Cystic carcinomas of the breast encompass a heterogeneous spectrum of tumors. These include intracystic papillary carcinoma with or without invasion, ductal carcinoma with cystic degeneration, such as comedo forms of ductal carcinoma in situ, medullary carcinoma, squamous carcinoma, and cystic hypersecretory ductal adenocarcinoma.1-3 The prognosis of high-grade ductal carcinomas with cystic degeneration is poor, while that of intracystic papillary carcinoma is excellent. The mammographic findings of intracystic papillary carcinomas are usually well-defined, high density masses, thought to be from hemosiderin hemorrhage deposits. Routine sonogram demonstrates solid or complex cystic and solid masses with posterior acoustic enhancement. By detecting vascularities or large feeding vessels, color Doppler sonogram is useful as a diagnostic method for solid portion differentiation of the cystic mass from echogenic debris.3,4 It is rare, but possible, that a cystic carcinoma has no solid portion. Liston et al. reported imaging of an intracystic breast carcinoma without solid component, masquerading as a simple cyst.5

Sonography and aspiration biopsy are the first steps in the diagnosis of cystic carcinomas. However, cytological examination alone has high false-negative rates due to sparse cellularity, abundant obscuring blood, necrotic debris, and degenerative changes in the diagnostic cells.6,7 The fluid appearance can give clues for the differential diagnosis and for the benign or malignant nature of the cyst.
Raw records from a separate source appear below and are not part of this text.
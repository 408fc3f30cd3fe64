//! Dependency graph data structure and structural queries
//!
//! A [`Graph`] maps every node to the set of nodes it directly depends on.
//! An edge `u -> v` means "`u` requires `v` to complete first".

use crate::error::{GraphError, Result};
use indexmap::{IndexMap, IndexSet};
use std::borrow::Borrow;
use std::collections::HashSet;
use std::fmt;
use std::hash::Hash;

/// Identity of a node in the graph
///
/// Any cloneable, hashable value can be a node. The engine never looks
/// inside it; identity is whatever the caller's `Eq`/`Hash` say it is.
pub trait Node: Clone + Eq + Hash + fmt::Debug {}

impl<T: Clone + Eq + Hash + fmt::Debug> Node for T {}

/// A directed graph of nodes and their direct dependencies
///
/// Iteration order of every query follows first-insertion order, so the
/// same sequence of mutations always produces the same output.
#[derive(Clone)]
pub struct Graph<N: Node> {
    pub(crate) deps: IndexMap<N, IndexSet<N>>,
}

impl<N: Node> Graph<N> {
    /// Create an empty graph
    pub fn new() -> Self {
        Self {
            deps: IndexMap::new(),
        }
    }

    /// Build a graph from a mapping of node -> dependencies
    ///
    /// See [`Graph::load`] for the exact semantics.
    pub fn from_map<I, D>(spec: I) -> Result<Self, N>
    where
        I: IntoIterator<Item = (N, D)>,
        D: IntoIterator<Item = N>,
    {
        let mut graph = Self::new();
        graph.load(spec)?;
        Ok(graph)
    }

    /// Replace the contents of this graph with the given mapping
    ///
    /// Every key becomes a node, then every listed dependency becomes an
    /// edge (dependencies that are not keys are added as nodes). The result
    /// is validated; on error the graph stays populated so it can be
    /// inspected, but it must be treated as invalid.
    pub fn load<I, D>(&mut self, spec: I) -> Result<(), N>
    where
        I: IntoIterator<Item = (N, D)>,
        D: IntoIterator<Item = N>,
    {
        self.reset();

        let entries: Vec<(N, D)> = spec.into_iter().collect();
        for (node, _) in &entries {
            self.add_node(node.clone());
        }

        for (node, deps) in entries {
            for dep in deps {
                self.add_node(dep.clone());
                self.add_edge(node.clone(), dep)?;
            }
        }

        self.validate()
    }

    /// Add a node with no dependencies; no-op if it already exists
    pub fn add_node(&mut self, node: N) {
        self.deps.entry(node).or_default();
    }

    /// Record that `from` depends on `to`
    ///
    /// Both nodes must already exist. Cycles are not checked here; call
    /// [`Graph::validate`] once the graph is built.
    pub fn add_edge(&mut self, from: N, to: N) -> Result<(), N> {
        if !self.deps.contains_key(&to) {
            return Err(GraphError::NodeNotFound { node: to });
        }
        if from == to {
            return Err(GraphError::SelfLoop { node: from });
        }
        match self.deps.get_mut(&from) {
            Some(deps) => {
                deps.insert(to);
                Ok(())
            }
            None => Err(GraphError::NodeNotFound { node: from }),
        }
    }

    /// Remove the edge `from -> to`
    pub fn delete_edge(&mut self, from: &N, to: &N) -> Result<(), N> {
        let deps = self
            .deps
            .get_mut(from)
            .ok_or_else(|| GraphError::NodeNotFound { node: from.clone() })?;

        if deps.shift_remove(to) {
            Ok(())
        } else {
            Err(GraphError::EdgeNotFound {
                from: from.clone(),
                to: to.clone(),
            })
        }
    }

    /// Remove a node and every edge pointing at it; no-op if absent
    pub fn delete_node(&mut self, node: &N) {
        if self.deps.shift_remove(node).is_none() {
            return;
        }
        for deps in self.deps.values_mut() {
            deps.shift_remove(node);
        }
    }

    /// Rename a node, rewriting every edge that references it
    ///
    /// If `new` already exists, the dependency sets are merged.
    pub fn rename_node(&mut self, old: &N, new: N) -> Result<(), N> {
        let Some(old_deps) = self.deps.get(old) else {
            return Err(GraphError::NodeNotFound { node: old.clone() });
        };
        if old_deps.contains(&new) {
            return Err(GraphError::SelfLoop { node: new });
        }
        if self.deps.get(&new).is_some_and(|deps| deps.contains(old)) {
            return Err(GraphError::SelfLoop { node: new });
        }

        let mut renamed: IndexMap<N, IndexSet<N>> = IndexMap::with_capacity(self.deps.len());
        for (node, deps) in self.deps.drain(..) {
            let key = if node == *old { new.clone() } else { node };
            let deps = deps
                .into_iter()
                .map(|dep| if dep == *old { new.clone() } else { dep });
            renamed.entry(key).or_default().extend(deps);
        }
        self.deps = renamed;
        Ok(())
    }

    /// Remove every node and edge
    pub fn reset(&mut self) {
        self.deps.clear();
    }

    /// Number of nodes
    pub fn len(&self) -> usize {
        self.deps.len()
    }

    /// Whether the graph has no nodes
    pub fn is_empty(&self) -> bool {
        self.deps.is_empty()
    }

    /// Number of edges
    pub fn edge_count(&self) -> usize {
        self.deps.values().map(IndexSet::len).sum()
    }

    /// Whether the node exists
    pub fn contains(&self, node: &N) -> bool {
        self.deps.contains_key(node)
    }

    /// All nodes, in insertion order
    pub fn nodes(&self) -> impl Iterator<Item = &N> {
        self.deps.keys()
    }

    /// All edges as `(dependent, dependency)` pairs
    pub fn edges(&self) -> impl Iterator<Item = (&N, &N)> {
        self.deps
            .iter()
            .flat_map(|(node, deps)| deps.iter().map(move |dep| (node, dep)))
    }

    /// Nodes that nothing else depends on
    pub fn independent_nodes(&self) -> Vec<N> {
        let depended_on: HashSet<&N> = self.deps.values().flatten().collect();
        self.deps
            .keys()
            .filter(|node| !depended_on.contains(node))
            .cloned()
            .collect()
    }

    /// Nodes with no dependencies, eligible to run immediately
    pub fn leaves(&self) -> Vec<N> {
        self.deps
            .iter()
            .filter(|(_, deps)| deps.is_empty())
            .map(|(node, _)| node.clone())
            .collect()
    }

    /// Direct dependencies of a node
    ///
    /// Accepts any borrowed form of the node, e.g. `&str` for `Graph<String>`.
    pub fn dependencies<Q>(&self, node: &Q) -> Result<Vec<N>, N>
    where
        N: Borrow<Q>,
        Q: Hash + Eq + ToOwned<Owned = N> + ?Sized,
    {
        self.deps
            .get(node)
            .map(|deps| deps.iter().cloned().collect())
            .ok_or_else(|| GraphError::NodeNotFound {
                node: node.to_owned(),
            })
    }

    /// Nodes that list `node` as a direct dependency
    pub fn dependents(&self, node: &N) -> Result<Vec<N>, N> {
        if !self.deps.contains_key(node) {
            return Err(GraphError::NodeNotFound { node: node.clone() });
        }
        Ok(self
            .deps
            .iter()
            .filter(|(_, deps)| deps.contains(node))
            .map(|(dependent, _)| dependent.clone())
            .collect())
    }

    pub(crate) fn direct(&self, node: &N) -> impl Iterator<Item = &N> {
        self.deps.get(node).into_iter().flatten()
    }
}

impl<N: Node + Ord> Graph<N> {
    /// Every node reachable through dependencies, excluding `node` itself
    ///
    /// Sorted by node identity so repeated calls are comparable.
    pub fn all_dependencies(&self, node: &N) -> Result<Vec<N>, N> {
        if !self.deps.contains_key(node) {
            return Err(GraphError::NodeNotFound { node: node.clone() });
        }

        let mut seen: HashSet<&N> = HashSet::new();
        let mut stack: Vec<&N> = self.direct(node).collect();
        while let Some(current) = stack.pop() {
            if current == node || !seen.insert(current) {
                continue;
            }
            stack.extend(self.direct(current));
        }

        let mut all: Vec<N> = seen.into_iter().cloned().collect();
        all.sort();
        Ok(all)
    }
}

impl<N: Node> Default for Graph<N> {
    fn default() -> Self {
        Self::new()
    }
}

impl<N: Node> PartialEq for Graph<N> {
    fn eq(&self, other: &Self) -> bool {
        self.deps == other.deps
    }
}

impl<N: Node> Eq for Graph<N> {}

impl<N: Node> fmt::Debug for Graph<N> {
    fn fmt(&self, f: &mut fmt::Formatter<'_>) -> fmt::Result {
        f.debug_map().entries(self.deps.iter()).finish()
    }
}

#[cfg(test)]
pub(crate) mod tests {
    use super::*;

    /// `{a: [b, c], b: [d], c: [d], d: []}`
    pub(crate) fn basic() -> Graph<&'static str> {
        Graph::from_map([
            ("a", vec!["b", "c"]),
            ("b", vec!["d"]),
            ("c", vec!["d"]),
            ("d", vec![]),
        ])
        .unwrap()
    }

    pub(crate) fn deps_of(graph: &Graph<&'static str>, node: &'static str) -> Vec<&'static str> {
        let mut deps = graph.dependencies(&node).unwrap();
        deps.sort_unstable();
        deps
    }

    #[test]
    fn test_add_node() {
        let mut graph = Graph::new();
        graph.add_node("a");
        graph.add_node("a");
        assert_eq!(graph.len(), 1);
        assert!(graph.dependencies(&"a").unwrap().is_empty());
    }

    #[test]
    fn test_add_edge() {
        let mut graph = Graph::new();
        graph.add_node("a");
        graph.add_node("b");
        graph.add_edge("a", "b").unwrap();
        assert_eq!(deps_of(&graph, "a"), vec!["b"]);
        assert!(deps_of(&graph, "b").is_empty());
    }

    #[test]
    fn test_add_edge_missing_node() {
        let mut graph = Graph::new();
        graph.add_node("a");
        assert_eq!(
            graph.add_edge("a", "b"),
            Err(GraphError::NodeNotFound { node: "b" })
        );
        assert_eq!(
            graph.add_edge("z", "a"),
            Err(GraphError::NodeNotFound { node: "z" })
        );
    }

    #[test]
    fn test_dependencies_by_borrowed_key() {
        let graph: Graph<String> =
            Graph::from_map([("app".to_string(), vec!["db".to_string()])]).unwrap();
        assert_eq!(graph.dependencies("app").unwrap(), vec!["db".to_string()]);
        assert_eq!(
            graph.dependencies("ghost"),
            Err(GraphError::NodeNotFound {
                node: "ghost".to_string()
            })
        );
    }

    #[test]
    fn test_add_edge_rejects_self_loop() {
        let mut graph = Graph::new();
        graph.add_node("a");
        assert_eq!(
            graph.add_edge("a", "a"),
            Err(GraphError::SelfLoop { node: "a" })
        );
    }

    #[test]
    fn test_from_map() {
        let graph = basic();
        assert_eq!(graph.len(), 4);
        assert_eq!(graph.edge_count(), 4);
        assert_eq!(deps_of(&graph, "a"), vec!["b", "c"]);
        assert_eq!(deps_of(&graph, "b"), vec!["d"]);
        assert_eq!(deps_of(&graph, "c"), vec!["d"]);
        assert!(deps_of(&graph, "d").is_empty());
    }

    #[test]
    fn test_load_adds_undeclared_dependencies() {
        let graph = Graph::from_map([("app", vec!["db"])]).unwrap();
        assert!(graph.contains(&"db"));
        assert_eq!(graph.leaves(), vec!["db"]);
    }

    #[test]
    fn test_load_replaces_existing_state() {
        let mut graph = basic();
        graph.load([("x", Vec::new())]).unwrap();
        assert_eq!(graph.nodes().copied().collect::<Vec<_>>(), vec!["x"]);
    }

    #[test]
    fn test_load_cycle_leaves_graph_populated() {
        let mut graph = Graph::new();
        let err = graph.load([("a", vec!["b"]), ("b", vec!["a"])]).unwrap_err();
        assert!(err.is_cycle());
        assert_eq!(graph.len(), 2);
    }

    #[test]
    fn test_reset() {
        let mut graph = Graph::new();
        graph.add_node("a");
        graph.reset();
        assert!(graph.is_empty());
    }

    #[test]
    fn test_delete_node() {
        let mut graph = basic();
        graph.delete_node(&"d");
        assert_eq!(graph.len(), 3);
        assert!(deps_of(&graph, "b").is_empty());
        assert!(deps_of(&graph, "c").is_empty());

        graph.delete_node(&"missing");
        assert_eq!(graph.len(), 3);
    }

    #[test]
    fn test_size_after_delete() {
        let mut graph = basic();
        assert_eq!(graph.len(), 4);
        graph.delete_node(&"a");
        assert_eq!(graph.len(), 3);
    }

    #[test]
    fn test_delete_edge() {
        let mut graph = basic();
        graph.delete_edge(&"a", &"b").unwrap();
        assert_eq!(deps_of(&graph, "a"), vec!["c"]);
        assert_eq!(
            graph.delete_edge(&"a", &"b"),
            Err(GraphError::EdgeNotFound { from: "a", to: "b" })
        );
        assert_eq!(
            graph.delete_edge(&"z", &"b"),
            Err(GraphError::NodeNotFound { node: "z" })
        );
    }

    #[test]
    fn test_rename_node() {
        let mut graph = basic();
        graph.rename_node(&"d", "network").unwrap();
        assert!(!graph.contains(&"d"));
        assert_eq!(deps_of(&graph, "b"), vec!["network"]);
        assert_eq!(deps_of(&graph, "c"), vec!["network"]);
        assert_eq!(graph.leaves(), vec!["network"]);
    }

    #[test]
    fn test_rename_node_into_self_loop() {
        let mut graph = basic();
        assert_eq!(
            graph.rename_node(&"b", "d"),
            Err(GraphError::SelfLoop { node: "d" })
        );
        assert_eq!(graph, basic());
    }

    #[test]
    fn test_independent_nodes() {
        assert_eq!(basic().independent_nodes(), vec!["a"]);
    }

    #[test]
    fn test_leaves() {
        assert_eq!(basic().leaves(), vec!["d"]);
    }

    #[test]
    fn test_dependencies() {
        assert_eq!(deps_of(&basic(), "a"), vec!["b", "c"]);
        assert_eq!(
            basic().dependencies(&"z"),
            Err(GraphError::NodeNotFound { node: "z" })
        );
    }

    #[test]
    fn test_dependents() {
        let graph = basic();
        let sorted = |node| {
            let mut found = graph.dependents(&node).unwrap();
            found.sort_unstable();
            found
        };
        assert!(sorted("a").is_empty());
        assert_eq!(sorted("b"), vec!["a"]);
        assert_eq!(sorted("c"), vec!["a"]);
        assert_eq!(sorted("d"), vec!["b", "c"]);
    }

    #[test]
    fn test_all_dependencies() {
        let graph = basic();
        assert_eq!(graph.all_dependencies(&"a").unwrap(), vec!["b", "c", "d"]);
        assert_eq!(graph.all_dependencies(&"b").unwrap(), vec!["d"]);
        assert!(graph.all_dependencies(&"d").unwrap().is_empty());
    }

    #[test]
    fn test_all_dependencies_disjoint_roots() {
        let graph =
            Graph::from_map([("a", vec!["c"]), ("b", vec!["d"]), ("c", vec!["d"]), ("d", vec![])])
                .unwrap();
        assert_eq!(graph.all_dependencies(&"a").unwrap(), vec!["c", "d"]);
        assert_eq!(graph.all_dependencies(&"b").unwrap(), vec!["d"]);
        assert!(graph.all_dependencies(&"d").unwrap().is_empty());
    }

    #[test]
    fn test_edges() {
        let edges: Vec<_> = basic().edges().map(|(u, v)| (*u, *v)).collect();
        assert_eq!(edges, vec![("a", "b"), ("a", "c"), ("b", "d"), ("c", "d")]);
    }

    #[test]
    fn test_equality_ignores_insertion_order() {
        let reordered = Graph::from_map([
            ("d", vec![]),
            ("c", vec!["d"]),
            ("b", vec!["d"]),
            ("a", vec!["c", "b"]),
        ])
        .unwrap();
        assert_eq!(reordered, basic());
    }
}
In malignant cysts, aspirate is usually bloody, however, the presence of blood is not pathognomic for cancer and conversely, its absence does not exclude malignancy.8,9 The combination of clinical criteria such as patient age, presence of residual mass after aspiration, and fluid character are valuable for accurate diagnosis.9 Core needle biopsy is a useful diagnostic tool for cystic carcinomas, however, it may be unable to distinguish between in situ and invasive lesions, as the center of the lesion is often targeted yet invasion is often identified at the periphery.10,11 In cases of complicated cysts, some authors have suggested measuring the CEA value of aspirated fluid, using anti-CEA monoclonal antibody, as this is easy, safe, and helpful for definitive diagnosis of intracystic carcinoma.12

Considering the patient's age, bloody nature of the cyst, and rapid refilling after aspiration, we should have performed an excisional biopsy at the second visit. Based on our experience, we suggest close follow-up of hemorrhagic cystic masses, regardless of trauma history, and consideration of surgical excisional biopsy for cysts that rapidly grow post-aspiration, even those with negative cytology.